# 8/18 app update v3.63.1



## Jam Val (May 14, 2015)

So now once the rider has been informed of our arrival, a destination box pops up before we start the trip. Can only see when no destination has been entered so far. What's the point of this update? To give us a heads up that no destination has been entered?


----------



## Bart McCoy (Nov 4, 2014)

Always state if you're talking about iPhone or Android app please


----------



## Jam Val (May 14, 2015)

iPhone. I have the uber phone (save your snickering).


----------



## painfreepc (Jul 17, 2014)

Same thing on the Android


----------



## sechax0r (Aug 8, 2015)

I got the update tonight on my iPhone and NAV is finally working for the first time since I started.


----------



## R44KDEN (Jul 7, 2015)

I had a small ray of hope that when I saw "rider destination has been entered" that we might actually find out to where? But alas, no such luck. I have selected Waze as the Nav option, and it seems to be working fine. I run an iPhone 6.


----------



## Mark1982 (Aug 20, 2015)

Hello everyone,
Last night after this update, my map does not show any yellow or red areas at all. It seems like never had a hight demand areas or so on. It is anyone who has the same problem?
Does anyone knows how I have to contact uber for help.


----------



## Jam Val (May 14, 2015)

Mark1982 there is a help button on the app. Not sure if that'll work cause I never contested them. BUT all this morning, I've gotten network error messages after dropping off. No fare shows and it says 'rate last rider'. This morning I helped another driver reinstall his app cause he couldn't get online at all. I did see surged on my app today.


----------



## R44KDEN (Jul 7, 2015)

Jam Val said:


> Mark1982 there is a help button on the app. Not sure if that'll work cause I never contested them. BUT all this morning, I've gotten network error messages after dropping off. No fare shows and it says 'rate last rider'. This morning I helped another driver reinstall his app cause he couldn't get online at all. I did see surged on my app today.

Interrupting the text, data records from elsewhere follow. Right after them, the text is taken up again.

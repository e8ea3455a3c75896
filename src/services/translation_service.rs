//! Translation service - cached, deduplicated calls to the MyMemory API.
//!
//! # Behaviour
//!
//! - Results are cached per `(text, source, target)` for the lifetime of the
//!   process. The cache is unbounded.
//! - Concurrent requests for the same key share one provider call. A failed
//!   call is not cached; the next caller retries.
//! - MyMemory rejects queries over 500 bytes, so longer texts are split into
//!   chunks at sentence or word boundaries and translated chunk by chunk.
//! - When the provider hands back the input unchanged for a text made of
//!   several sentences, each sentence is retranslated on its own.

use std::{
    collections::HashMap,
    sync::{Arc, Mutex, PoisonError},
    time::Duration,
};

use async_trait::async_trait;
use serde_json::Value;
use tokio::sync::OnceCell;

use crate::{config::Config, error::AppError};

/// Largest query MyMemory accepts, in bytes.
pub const MAX_QUERY_BYTES: usize = 500;

/// Backend that performs a single translation call.
#[async_trait]
pub trait TranslationProvider: Send + Sync {
    async fn translate(&self, text: &str, source: &str, target: &str) -> Result<String, AppError>;
}

/// MyMemory (`api.mymemory.translated.net`) HTTP client.
pub struct MyMemoryProvider {
    client: reqwest::Client,
    api_url: String,

    /// Contact email raising the anonymous daily quota
    email: Option<String>,
}

impl MyMemoryProvider {
    pub fn new(config: &Config) -> Result<Self, reqwest::Error> {
        let client = reqwest::Client::builder()
            .timeout(Duration::from_secs(10))
            .build()?;

        Ok(Self {
            client,
            api_url: config.translation_api_url.clone(),
            email: config.translation_email.clone(),
        })
    }
}

#[async_trait]
impl TranslationProvider for MyMemoryProvider {
    async fn translate(&self, text: &str, source: &str, target: &str) -> Result<String, AppError> {
        let langpair = format!("{source}|{target}");
        let mut query: Vec<(&str, &str)> = vec![("q", text), ("langpair", &langpair)];
        if let Some(email) = self.email.as_deref() {
            query.push(("de", email));
        }

        let response = self
            .client
            .get(&self.api_url)
            .query(&query)
            .send()
            .await
            .map_err(|e| AppError::Translation(format!("request failed: {e}")))?;

        if !response.status().is_success() {
            return Err(AppError::Translation(format!(
                "provider answered HTTP {}",
                response.status()
            )));
        }

        let body: Value = response
            .json()
            .await
            .map_err(|e| AppError::Translation(format!("invalid response: {e}")))?;

        parse_mymemory_response(&body)
    }
}

/// Extract the translated text from a MyMemory JSON body.
///
/// `responseStatus` is sometimes a number and sometimes a string.
fn parse_mymemory_response(body: &Value) -> Result<String, AppError> {
    let status = match &body["responseStatus"] {
        Value::Number(n) => n.as_i64(),
        Value::String(s) => s.parse().ok(),
        _ => None,
    };

    let translated = body["responseData"]["translatedText"].as_str();

    match (status, translated) {
        (Some(200), Some(text)) => Ok(decode_entities(text)),
        _ => {
            let details = body["responseDetails"]
                .as_str()
                .filter(|d| !d.is_empty())
                .or(translated)
                .unwrap_or("unknown error");
            Err(AppError::Translation(details.to_string()))
        }
    }
}
//! Guest-facing endpoints. No authentication.
//!
//! - GET /api/public/forms/{id}?lang=xx - Form in the guest's language
//! - POST /api/public/forms/{id}/reviews - Submit feedback
//! - GET /q/{id} - Count a QR scan and redirect to the form

use crate::{
    error::AppError,
    models::{
        form::{PublicForm, PublicFormQuery},
        review::{Review, SubmitReviewRequest},
    },
    services::{form_service, qr_service, review_service},
    state::AppState,
    validation::{validate_language, validate_request},
};
use axum::{
    Json,
    extract::{Path, Query, State},
    http::StatusCode,
    response::Redirect,
};
use uuid::Uuid;

/// Public form.
///
/// Returns 404 unless the form is active, its hotel is active and the
/// hotel's subscription is usable. With `lang` different from the hotel's
/// default language the texts are machine-translated; anything the
/// translator cannot handle is served in the original language.
pub async fn get_public_form(
    State(state): State<AppState>,
    Path(form_id): Path<Uuid>,
    Query(query): Query<PublicFormQuery>,
) -> Result<Json<PublicForm>, AppError> {
    if let Some(lang) = query.lang.as_deref() {
        validate_language(lang)?;
    }

    let answerable = form_service::load_answerable_form(&state.pool, form_id).await?;
    let form = form_service::public_form(answerable, query.lang.as_deref(), &state.translator).await;

    Ok(Json(form))
}

/// Submit a review.
///
/// # Request Body
///
/// ```json
/// {
///   "guest_name": "Alex",
///   "room_number": "204",
///   "qr_code_id": "550e8400-e29b-41d4-a716-446655440000",
///   "answers": [
///     { "question_id": "...", "value": 5 },
///     { "question_id": "...", "value": ["Pool", "Spa"] }
///   ]
/// }
/// ```
///
/// # Response
///
/// - **Success (201 Created)**: the stored review with its computed rating
/// - **Error (400)**: An answer breaks the form's rules
/// - **Error (404)**: Form not available
pub async fn submit_review(
    State(state): State<AppState>,
    Path(form_id): Path<Uuid>,
    Json(request): Json<SubmitReviewRequest>,
) -> Result<(StatusCode, Json<Review>), AppError> {
    validate_request(&request)?;

    let review = review_service::submit_review(
        &state.pool,
        &state.config,
        state.mailer.as_ref(),
        form_id,
        request,
    )
    .await?;

    Ok((StatusCode::CREATED, Json(review)))
}

/// QR scan landing: counts the scan and sends the guest to the form.
pub async fn scan_qr_code(
    State(state): State<AppState>,
    Path(qr_code_id): Path<Uuid>,
) -> Result<Redirect, AppError> {
    let form_id = qr_service::record_scan(&state.pool, qr_code_id).await?;

    tracing::debug!(%qr_code_id, %form_id, "QR code scanned");

    Ok(Redirect::to(&format!(
        "{}?qr={}",
        state.config.public_form_url(form_id),
        qr_code_id
    )))
}
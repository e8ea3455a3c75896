//! QR code service - PNG rendering and QR code entry points.

use std::io::Cursor;

use image::{ImageFormat, Luma};
use qrcode::QrCode as QrMatrix;
use uuid::Uuid;

use crate::{
    config::Config,
    db::DbPool,
    error::AppError,
    models::qr_code::{QrCode, QrCodeResponse},
    services::form_service,
};

pub const DEFAULT_IMAGE_SIZE: u32 = 300;
const MIN_IMAGE_SIZE: u32 = 100;
const MAX_IMAGE_SIZE: u32 = 2000;

/// Render `data` as a PNG QR code at least `size` pixels wide.
pub fn render_png(data: &str, size: u32) -> Result<Vec<u8>, AppError> {
    let size = size.clamp(MIN_IMAGE_SIZE, MAX_IMAGE_SIZE);

    let matrix = QrMatrix::new(data.as_bytes())
        .map_err(|e| AppError::InvalidRequest(format!("Cannot encode QR code: {e}")))?;

    let image = matrix
        .render::<Luma<u8>>()
        .min_dimensions(size, size)
        .quiet_zone(true)
        .build();

    let mut png = Cursor::new(Vec::new());
    image
        .write_to(&mut png, ImageFormat::Png)
        .map_err(|e| AppError::Internal(e.into()))?;

    Ok(png.into_inner())
}

pub fn to_response(config: &Config, qr_code: QrCode) -> QrCodeResponse {
    QrCodeResponse {
        tracking_url: config.qr_tracking_url(qr_code.id),
        form_url: config.public_form_url(qr_code.form_id),
        image_url: format!("{}/api/qr-codes/{}/image", config.base_url(), qr_code.id),
        qr_code,
    }
}

/// Create a labelled QR code for a form of `hotel_id`.
pub async fn create_qr_code(
    pool: &DbPool,
    hotel_id: Uuid,
    form_id: Uuid,
    label: &str,
) -> Result<QrCode, AppError> {
    // Form must exist, belong to the hotel and not be deleted
    form_service::get_form(pool, form_id, hotel_id).await?;

    let qr_code = sqlx::query_as::<_, QrCode>(
        r#"
        INSERT INTO qr_codes (hotel_id, form_id, label)
        VALUES ($1, $2, $3)
        RETURNING *
        "#,
    )
    .bind(hotel_id)
    .bind(form_id)
    .bind(label.trim())
    .fetch_one(pool)
    .await?;

    tracing::info!(qr_code_id = %qr_code.id, %form_id, "QR code created");
    Ok(qr_code)
}

/// List QR codes of a hotel, optionally for one form.
pub async fn list_qr_codes(
    pool: &DbPool,
    hotel_id: Uuid,
    form_id: Option<Uuid>,
) -> Result<Vec<QrCode>, AppError> {
    let qr_codes = sqlx::query_as::<_, QrCode>(
        r#"
        SELECT q.*
        FROM qr_codes q
        JOIN feedback_forms f ON f.id = q.form_id
        WHERE q.hotel_id = $1
          AND f.deleted_at IS NULL
          AND ($2::uuid IS NULL OR q.form_id = $2)
        ORDER BY q.created_at DESC
        "#,
    )
    .bind(hotel_id)
    .bind(form_id)
    .fetch_all(pool)
    .await?;

    Ok(qr_codes)
}

pub async fn get_qr_code(pool: &DbPool, qr_code_id: Uuid) -> Result<QrCode, AppError> {
    sqlx::query_as::<_, QrCode>("SELECT * FROM qr_codes WHERE id = $1")
        .bind(qr_code_id)
        .fetch_optional(pool)
        .await?
        .ok_or(AppError::NotFound("QR code"))
}

pub async fn delete_qr_code(pool: &DbPool, hotel_id: Uuid, qr_code_id: Uuid) -> Result<(), AppError> {
    let result = sqlx::query("DELETE FROM qr_codes WHERE id = $1 AND hotel_id = $2")
        .bind(qr_code_id)
        .bind(hotel_id)
        .execute(pool)
        .await?;

    if result.rows_affected() == 0 {
        return Err(AppError::NotFound("QR code"));
    }

    Ok(())
}

/// Count a scan and return the form the code points at.
pub async fn record_scan(pool: &DbPool, qr_code_id: Uuid) -> Result<Uuid, AppError> {
    let form_id: Option<Uuid> = sqlx::query_scalar(
        r#"
        UPDATE qr_codes
        SET scan_count = scan_count + 1
        WHERE id = $1
        RETURNING form_id
        "#,
    )
    .bind(qr_code_id)
    .fetch_optional(pool)
    .await?;

    form_id.ok_or(AppError::NotFound("QR code"))
}
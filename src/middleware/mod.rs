//! HTTP middleware components.
//!
//! Middleware run before route handlers. They can authenticate requests,
//! attach context for handlers, or short-circuit with an error.

/// Bearer token authentication middleware
pub mod auth;
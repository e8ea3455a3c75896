//! Outgoing email.
//!
//! Services depend on the [`Mailer`] trait. Production uses [`SmtpMailer`]
//! (lettre, async SMTP); without SMTP configuration [`LogMailer`] writes
//! messages to the log instead. Delivery failures are logged and never fail
//! the request that triggered them.

pub mod templates;

use async_trait::async_trait;
use lettre::{
    AsyncSmtpTransport, AsyncTransport, Message, Tokio1Executor,
    message::{Mailbox, header::ContentType},
    transport::smtp::authentication::Credentials,
};

use crate::config::Config;

/// Subject and HTML body produced by a template.
#[derive(Debug, Clone, PartialEq, Eq)]
pub struct EmailContent {
    pub subject: String,
    pub html: String,
}

/// A rendered email addressed to one recipient.
#[derive(Debug, Clone, PartialEq, Eq)]
pub struct EmailMessage {
    pub to: String,
    pub subject: String,
    pub html: String,
}

#[async_trait]
pub trait Mailer: Send + Sync {
    async fn send(&self, message: EmailMessage) -> anyhow::Result<()>;
}

/// SMTP mailer backed by a pooled lettre transport.
pub struct SmtpMailer {
    transport: AsyncSmtpTransport<Tokio1Executor>,
    from: Mailbox,
}

impl SmtpMailer {
    /// Build the transport from configuration.
    ///
    /// `SMTP_SECURE=true` uses implicit TLS (usually port 465), otherwise
    /// STARTTLS is required.
    pub fn from_config(config: &Config, host: &str) -> anyhow::Result<Self> {
        let builder = if config.smtp_secure {
            AsyncSmtpTransport::<Tokio1Executor>::relay(host)?
        } else {
            AsyncSmtpTransport::<Tokio1Executor>::starttls_relay(host)?
        };

        let mut builder = builder.port(config.smtp_port);
        if let (Some(username), Some(password)) = (&config.smtp_username, &config.smtp_password) {
            builder = builder.credentials(Credentials::new(username.clone(), password.clone()));
        }

        Ok(Self {
            transport: builder.build(),
            from: config.mail_from.parse()?,
        })
    }
}

#[async_trait]
impl Mailer for SmtpMailer {
    async fn send(&self, message: EmailMessage) -> anyhow::Result<()> {
        let email = Message::builder()
            .from(self.from.clone())
            .to(message.to.parse()?)
            .subject(message.subject)
            .header(ContentType::TEXT_HTML)
            .body(message.html)?;

        self.transport.send(email).await?;
        Ok(())
    }
}

/// Mailer used when SMTP is not configured: logs instead of sending.
pub struct LogMailer;

#[async_trait]
impl Mailer for LogMailer {
    async fn send(&self, message: EmailMessage) -> anyhow::Result<()> {
        tracing::info!(
            to = %message.to,
            subject = %message.subject,
            "SMTP not configured, email not sent"
        );
        tracing::debug!(html = %message.html, "email body");
        Ok(())
    }
}

/// Pick the mailer for this configuration.
pub fn from_config(config: &Config) -> anyhow::Result<std::sync::Arc<dyn Mailer>> {
    match config.smtp_host.as_deref() {
        Some(host) if !host.trim().is_empty() => {
            tracing::info!(%host, port = config.smtp_port, "SMTP mailer configured");
            Ok(std::sync::Arc::new(SmtpMailer::from_config(config, host)?))
        }
        _ => {
            tracing::warn!("SMTP_HOST not set, outgoing email will only be logged");
            Ok(std::sync::Arc::new(LogMailer))
        }
    }
}

/// Send one email, logging failures. Returns whether it was delivered.
pub async fn deliver(mailer: &dyn Mailer, to: &str, rendered: askama::Result<EmailContent>) -> bool {
    match rendered {
        Ok(content) => send_one(mailer, to, &content).await,
        Err(e) => {
            tracing::error!(%to, error = %e, "Failed to render email");
            false
        }
    }
}

/// Send the same email to several recipients. Returns the number delivered.
pub async fn deliver_all(
    mailer: &dyn Mailer,
    recipients: &[String],
    rendered: askama::Result<EmailContent>,
) -> usize {
    let content = match rendered {
        Ok(content) => content,
        Err(e) => {
            tracing::error!(recipients = recipients.len(), error = %e, "Failed to render email");
            return 0;
        }
    };

    let mut delivered = 0;
    for to in recipients {
        if send_one(mailer, to, &content).await {
            delivered += 1;
        }
    }
    delivered
}

async fn send_one(mailer: &dyn Mailer, to: &str, content: &EmailContent) -> bool {
    let message = EmailMessage {
        to: to.to_string(),
        subject: content.subject.clone(),
        html: content.html.clone(),
    };

    match mailer.send(message).await {
        Ok(()) => {
            tracing::debug!(%to, "email sent");
            true
        }
        Err(e) => {
            tracing::error!(%to, error = %e, "Failed to send email");
            false
        }
    }
}
//! Translation endpoints. Public, used by the guest form front-end.
//!
//! - POST /api/translate
//! - POST /api/translate/batch

use crate::{
    error::AppError,
    models::translation::{
        BatchTranslateRequest, BatchTranslateResponse, TranslateRequest, TranslateResponse,
    },
    state::AppState,
    validation::{validate_language, validate_request},
};
use axum::{Json, extract::State};

const MAX_TEXT_CHARS: usize = 5000;

/// Translate one text.
///
/// # Request Body
///
/// ```json
/// { "text": "How was your stay?", "source": "en", "target": "fr" }
/// ```
///
/// # Response
///
/// - **Success (200 OK)**: `{ "translated": "...", "source": "en", "target": "fr" }`
/// - **Error (400)**: Text over 5000 characters or bad language code
/// - **Error (502)**: Translation provider failed
pub async fn translate(
    State(state): State<AppState>,
    Json(request): Json<TranslateRequest>,
) -> Result<Json<TranslateResponse>, AppError> {
    validate_request(&request)?;
    validate_language(&request.source)?;
    validate_language(&request.target)?;

    let translated = state
        .translator
        .translate(&request.text, &request.source, &request.target)
        .await?;

    Ok(Json(TranslateResponse {
        translated,
        source: request.source,
        target: request.target,
    }))
}

/// Translate several texts with the same language pair. Fails as a whole
/// when any text cannot be translated.
pub async fn translate_batch(
    State(state): State<AppState>,
    Json(request): Json<BatchTranslateRequest>,
) -> Result<Json<BatchTranslateResponse>, AppError> {
    validate_request(&request)?;
    validate_language(&request.source)?;
    validate_language(&request.target)?;

    if request.texts.iter().any(|t| t.chars().count() > MAX_TEXT_CHARS) {
        return Err(AppError::InvalidRequest(format!(
            "Each text must be at most {MAX_TEXT_CHARS} characters"
        )));
    }

    let mut translations = Vec::with_capacity(request.texts.len());
    for text in &request.texts {
        translations.push(
            state
                .translator
                .translate(text, &request.source, &request.target)
                .await?,
        );
    }

    Ok(Json(BatchTranslateResponse {
        translations,
        source: request.source,
        target: request.target,
    }))
}
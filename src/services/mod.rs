//! Business logic services.
//!
//! Services contain the business rules separated from HTTP handlers.
//! They own database transactions, outgoing email and translation.

pub mod auth_service;
pub mod form_service;
pub mod hotel_service;
pub mod mail;
pub mod notification_service;
pub mod qr_service;
pub mod review_service;
pub mod stats_service;
pub mod subscription_service;
pub mod support_service;
pub mod translation_service;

Happening to me too - where after the end of each trip, all I get is a Network Error message, and then it comes back seconds later with rate rider etc. It appears to be tracking the actual ride though and the costs are correct. Very annoying though.


----------



## Txchick (Nov 25, 2014)

Jam Val said:


> So now once the rider has been informed of our arrival, a destination box pops up before we start the trip. Can only see when no destination has been entered so far. What's the point of this update? To give us a heads up that no destination has been entered?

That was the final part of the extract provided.